Could you restate every line of the data word for word?

________________________________________

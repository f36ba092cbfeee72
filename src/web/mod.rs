pub mod portal;
pub mod templates;
pub mod uploads;

use axum::{
    middleware,
    routing::{get, post},
    Router,
};
use tower_http::services::ServeDir;

use crate::api::{middleware::auth, state::AppState};

pub fn create_web_routes(state: AppState) -> Router {
    // Catalog browsing is public; a logged-in visitor still gets their nav
    // and cart badge.
    let public = Router::new()
        .route("/", get(portal::browse::events_page))
        .route("/events", get(portal::browse::events_page))
        .route("/catering", get(portal::browse::catering_page))
        .route("/services", get(portal::browse::services_page))
        .route("/packages", get(portal::browse::packages_page))
        .route_layer(middleware::from_fn_with_state(
            state.clone(),
            auth::optional_auth,
        ));

    Router::new()
        .merge(public)
        // Auth pages (web interface)
        .route("/login", get(templates::auth::login_page))
        .route("/login", post(templates::auth::login_handler))
        .route("/register", get(templates::auth::register_page))
        .route("/register", post(templates::auth::register_handler))
        .route("/logout", post(templates::auth::logout_handler))
        // Cart, bookings, payments (member area)
        .merge(portal::create_portal_routes(state.clone()))
        // Back office
        .merge(portal::admin::create_admin_routes(state.clone()))
        // Uploaded catalog photos
        .nest_service("/uploads", ServeDir::new(&state.settings.server.uploads_dir))
        .with_state(state)
}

________________________________________

◆ RESULT BELOW:
repository f36ba092cbfeee72
filename src/web/mod.rs
pub mod portal;
pub mod templates;
pub mod uploads;

use axum::{
    middleware,
    routing::{get, post},
    Router,
};
use tower_http::services::ServeDir;

use crate::api::{middleware::auth, state::AppState};

pub fn create_web_routes(state: AppState) -> Router {
    // Catalog browsing is public; a logged-in visitor still gets their nav
    // and cart badge.
    let public = Router::new()
        .route("/", get(portal::browse::events_page))
        .route("/events", get(portal::browse::events_page))
        .route("/catering", get(portal::browse::catering_page))
        .route("/services", get(portal::browse::services_page))
        .route("/packages", get(portal::browse::packages_page))
        .route_layer(middleware::from_fn_with_state(
            state.clone(),
            auth::optional_auth,
        ));

    Router::new()
        .merge(public)
        // Auth pages (web interface)
        .route("/login", get(templates::auth::login_page))
        .route("/login", post(templates::auth::login_handler))
        .route("/register", get(templates::auth::register_page))
        .route("/register", post(templates::auth::register_handler))
        .route("/logout", post(templates::auth::logout_handler))
        // Cart, bookings, payments (member area)
        .merge(portal::create_portal_routes(state.clone()))
        // Back office
        .merge(portal::admin::create_admin_routes(state.clone()))
        // Uploaded catalog photos
        .nest_service("/uploads", ServeDir::new(&state.settings.server.uploads_dir))
        .with_state(state)
}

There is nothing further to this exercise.